O voto da Medida Provisória do Frete Mínimo foi cancelado nesta terça-feira (16) pela comissão mista responsável. A votação estava prevista para ocorrer na reunião do colegiado, mas foi anulada pelo vice-presidente Paulo Pimenta (PT-RS). O relator Zé Trovão (PL-SC) afirmou que, se a MP caducar, caminhoneiros podem realizar greve nacional.

Trovão leu o relatório na segunda-feira (15) e estava em reunião com o governo quando teve a confirmação do cancelamento. O parlamentar afirma que não houve justificativa para a decisão e mantém que o texto original deve permanecer para votação caso haja nova sessão.

Segundo o relator, o texto depende de ajustes com o Planalto, mas, conforme ele, todos os acordos estão desfeitos desde a decisão de cancelar a reunião. A Assembleia enfrenta o risco de a MP perder vigência em 16 de julho, conforme publicado no Diário Oficial da União.

Situação atual

Em entrevista, Trovão ressaltou que, se não houver votação a tempo, o Executivo terá dificuldades para evitar paralisações. Ele disse que, sem votação, o governo precisaria apresentar um novo resultado para evitar impactos no transporte de cargas.

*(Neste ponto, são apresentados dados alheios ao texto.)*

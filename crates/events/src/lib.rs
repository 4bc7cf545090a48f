#![deny(clippy::pedantic, unsafe_code)]
#![allow(clippy::module_name_repetitions)]

//! Event system for async communication in pkgverify
//!
//! Library crates never print. Everything a user sees while a verification
//! runs is emitted here and rendered by the CLI.

pub mod meta;
pub use meta::EventSource;

pub mod events;
pub use events::{AppEvent, FailureContext, GeneralEvent, VerifyEvent};

use tokio::sync::mpsc::UnboundedSender;

/// Type alias for event sender using the `AppEvent` system
pub type EventSender = UnboundedSender<AppEvent>;

/// Type alias for event receiver using the `AppEvent` system
pub type EventReceiver = tokio::sync::mpsc::UnboundedReceiver<AppEvent>;

/// Create a new event channel with the `AppEvent` system
#[must_use]
pub fn channel() -> (EventSender, EventReceiver) {
    tokio::sync::mpsc::unbounded_channel()
}

/// The unified trait for emitting events throughout pkgverify
///
/// This trait provides a single, consistent API for emitting events regardless of
/// whether you have a raw `EventSender` or a struct that contains one.
pub trait EventEmitter {
    /// Get the event sender for this emitter
    fn event_sender(&self) -> Option<&EventSender>;

    /// Emit an event through this emitter
    fn emit(&self, event: AppEvent) {
        if let Some(sender) = self.event_sender() {
            // Ignore send errors - if receiver is dropped, we just continue
            let _ = sender.send(event);
        }
    }

    /// Emit a verification event
    fn emit_verify(&self, event: VerifyEvent) {
        self.emit(AppEvent::Verify(event));
    }

    /// Emit a debug log event
    fn emit_debug(&self, message: impl Into<String>) {
        self.emit(AppEvent::General(GeneralEvent::debug(message)));
    }

    /// Emit a warning event
    fn emit_warning(&self, message: impl Into<String>) {
        self.emit(AppEvent::General(GeneralEvent::warning(message)));
    }

    /// Emit a warning event with context
    fn emit_warning_with_context(&self, message: impl Into<String>, context: impl Into<String>) {
        self.emit(AppEvent::General(GeneralEvent::warning_with_context(
            message, context,
        )));
    }

    /// Emit an error event
    fn emit_error(&self, message: impl Into<String>) {
        self.emit(AppEvent::General(GeneralEvent::error(message)));
    }
}

/// Implementation of `EventEmitter` for the raw `EventSender`
/// This allows `EventSender` to be used directly where `EventEmitter` is expected
impl EventEmitter for EventSender {
    fn event_sender(&self) -> Option<&EventSender> {
        Some(self)
    }
}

O relator manteve que o acordo com o governo envolvia retirada de tributos da MP. Segundo ele,, independentemente de quando haja nova reunião, não haverá retorno aos pontos acordados. Paulo Pimenta não comentou publicamente sobre o cancelamento.

Pontos-chave do texto

A MP pretende impedir fretes abaixo dos valores da ANTT e introduz regras de aplicação de sanções. O relatório veda multas de até 10 milhões, propondo a cobrança proporcional ao diferencial entre o valor pago e o piso mínimo. Também amplia infrações qualificadas.

O documento estabelece pagamento do frete em até 30 dias, com condições específicas para transportadores autônomos. Custa 70% antecipado e restante em até três dias, segundo o parecer apresentado.

Outra modificação permite à ANTT criar pisos mínimos diferenciados conforme as características da operação, como tipo de carga ou necessidade de equipamentos especiais. O texto mantém, entretanto, o piso mínimo nacional como referência.

O relatório prevê ainda que percentuais de contratação de transportadores autônomos passem de 14% para 30% em operações, e transforma multas anteriores em advertências. Um ponto sensível é a questão de anistia para caminhoneiros envolvidos em protestos de dezembro de 2022.